Required action =
Below are some records; output exactly the lines from the line with "pub const DEFAULT_TRANSCODE_TIMEOUT_SECS: u64" to the line with "pub const DEFAULT_MAX_DIMENSION: u32 = 8192;", both ends kept, and nothing more.

»»

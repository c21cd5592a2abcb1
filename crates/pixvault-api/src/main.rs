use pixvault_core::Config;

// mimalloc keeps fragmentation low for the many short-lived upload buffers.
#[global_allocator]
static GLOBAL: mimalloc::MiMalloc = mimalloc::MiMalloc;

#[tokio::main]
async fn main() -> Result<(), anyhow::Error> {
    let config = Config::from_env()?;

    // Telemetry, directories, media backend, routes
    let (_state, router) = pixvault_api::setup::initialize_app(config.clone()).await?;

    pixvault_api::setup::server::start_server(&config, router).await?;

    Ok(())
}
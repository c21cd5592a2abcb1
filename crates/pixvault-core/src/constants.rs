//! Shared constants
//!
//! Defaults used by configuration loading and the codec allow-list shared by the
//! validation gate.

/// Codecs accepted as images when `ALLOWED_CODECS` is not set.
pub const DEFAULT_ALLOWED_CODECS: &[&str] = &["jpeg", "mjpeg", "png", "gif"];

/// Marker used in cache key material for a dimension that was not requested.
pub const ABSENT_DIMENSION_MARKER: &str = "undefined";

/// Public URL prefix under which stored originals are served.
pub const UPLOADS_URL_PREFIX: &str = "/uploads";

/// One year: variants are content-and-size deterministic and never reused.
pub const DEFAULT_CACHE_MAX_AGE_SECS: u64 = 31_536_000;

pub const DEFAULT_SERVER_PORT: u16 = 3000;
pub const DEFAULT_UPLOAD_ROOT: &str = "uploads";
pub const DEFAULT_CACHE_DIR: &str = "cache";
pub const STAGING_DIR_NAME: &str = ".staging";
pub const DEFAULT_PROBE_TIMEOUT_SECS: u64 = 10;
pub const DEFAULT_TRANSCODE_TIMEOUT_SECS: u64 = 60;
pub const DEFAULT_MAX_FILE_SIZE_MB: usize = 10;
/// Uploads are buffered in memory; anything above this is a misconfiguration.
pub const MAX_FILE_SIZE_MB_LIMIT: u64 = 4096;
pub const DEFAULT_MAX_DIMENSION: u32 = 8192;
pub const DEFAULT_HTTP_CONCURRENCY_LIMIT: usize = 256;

««
»»

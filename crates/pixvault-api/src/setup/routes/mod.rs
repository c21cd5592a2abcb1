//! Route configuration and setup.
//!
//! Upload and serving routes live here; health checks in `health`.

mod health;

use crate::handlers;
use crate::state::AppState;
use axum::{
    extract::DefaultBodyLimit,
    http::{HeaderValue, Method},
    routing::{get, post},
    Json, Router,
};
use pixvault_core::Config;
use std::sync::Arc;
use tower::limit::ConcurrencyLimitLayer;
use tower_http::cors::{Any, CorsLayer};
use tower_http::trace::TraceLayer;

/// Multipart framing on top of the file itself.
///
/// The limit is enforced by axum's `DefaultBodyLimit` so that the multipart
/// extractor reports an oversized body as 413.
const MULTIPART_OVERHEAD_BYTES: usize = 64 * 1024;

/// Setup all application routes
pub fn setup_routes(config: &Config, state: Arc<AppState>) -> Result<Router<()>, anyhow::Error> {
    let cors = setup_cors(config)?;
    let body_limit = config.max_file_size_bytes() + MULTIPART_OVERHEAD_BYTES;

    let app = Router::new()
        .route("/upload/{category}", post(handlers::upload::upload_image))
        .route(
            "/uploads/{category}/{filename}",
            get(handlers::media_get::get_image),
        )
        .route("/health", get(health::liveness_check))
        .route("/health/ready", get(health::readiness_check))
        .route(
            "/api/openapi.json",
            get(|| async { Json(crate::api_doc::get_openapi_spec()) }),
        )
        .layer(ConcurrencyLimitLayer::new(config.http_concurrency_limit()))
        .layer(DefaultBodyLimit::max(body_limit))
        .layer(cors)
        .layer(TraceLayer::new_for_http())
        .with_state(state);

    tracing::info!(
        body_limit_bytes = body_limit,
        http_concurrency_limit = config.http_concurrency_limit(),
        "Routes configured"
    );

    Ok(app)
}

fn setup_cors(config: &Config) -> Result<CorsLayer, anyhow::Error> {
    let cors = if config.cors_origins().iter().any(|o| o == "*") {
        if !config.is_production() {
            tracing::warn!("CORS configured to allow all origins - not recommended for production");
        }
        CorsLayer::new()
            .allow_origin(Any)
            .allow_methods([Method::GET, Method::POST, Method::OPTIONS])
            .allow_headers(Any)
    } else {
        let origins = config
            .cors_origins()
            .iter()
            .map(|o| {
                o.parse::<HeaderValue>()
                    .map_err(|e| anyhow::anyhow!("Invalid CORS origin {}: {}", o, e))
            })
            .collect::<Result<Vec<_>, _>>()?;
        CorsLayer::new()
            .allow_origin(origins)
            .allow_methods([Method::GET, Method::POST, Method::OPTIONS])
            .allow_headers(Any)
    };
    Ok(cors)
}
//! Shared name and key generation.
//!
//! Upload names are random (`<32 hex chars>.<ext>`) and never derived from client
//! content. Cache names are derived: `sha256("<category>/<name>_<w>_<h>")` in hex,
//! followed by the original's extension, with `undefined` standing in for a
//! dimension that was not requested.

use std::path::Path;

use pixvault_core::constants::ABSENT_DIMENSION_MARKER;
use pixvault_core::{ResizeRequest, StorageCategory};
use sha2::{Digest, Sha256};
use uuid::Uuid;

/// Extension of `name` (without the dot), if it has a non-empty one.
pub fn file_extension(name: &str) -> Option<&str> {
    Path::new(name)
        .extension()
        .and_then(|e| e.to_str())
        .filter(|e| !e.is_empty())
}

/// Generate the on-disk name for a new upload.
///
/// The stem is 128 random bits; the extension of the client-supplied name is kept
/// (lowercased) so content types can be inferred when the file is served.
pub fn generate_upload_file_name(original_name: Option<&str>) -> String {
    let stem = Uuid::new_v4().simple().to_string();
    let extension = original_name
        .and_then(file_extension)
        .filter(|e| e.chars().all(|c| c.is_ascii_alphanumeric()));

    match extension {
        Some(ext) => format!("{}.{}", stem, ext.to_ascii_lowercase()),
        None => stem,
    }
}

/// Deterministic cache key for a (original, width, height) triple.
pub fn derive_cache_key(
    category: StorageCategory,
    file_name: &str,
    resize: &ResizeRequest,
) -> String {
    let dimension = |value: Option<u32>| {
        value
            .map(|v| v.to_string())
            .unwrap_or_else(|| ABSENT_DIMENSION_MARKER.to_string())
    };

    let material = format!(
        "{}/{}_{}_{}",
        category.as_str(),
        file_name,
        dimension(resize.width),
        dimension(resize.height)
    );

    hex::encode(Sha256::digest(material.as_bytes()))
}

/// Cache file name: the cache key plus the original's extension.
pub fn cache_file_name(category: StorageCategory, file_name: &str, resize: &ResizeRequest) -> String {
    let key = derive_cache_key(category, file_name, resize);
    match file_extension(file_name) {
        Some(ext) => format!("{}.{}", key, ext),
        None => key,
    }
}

««

Response to the task =
pub const DEFAULT_TRANSCODE_TIMEOUT_SECS: u64 = 60;
pub const DEFAULT_MAX_FILE_SIZE_MB: usize = 10;
/// Uploads are buffered in memory; anything above this is a misconfiguration.
pub const MAX_FILE_SIZE_MB_LIMIT: u64 = 4096;
pub const DEFAULT_MAX_DIMENSION: u32 = 8192;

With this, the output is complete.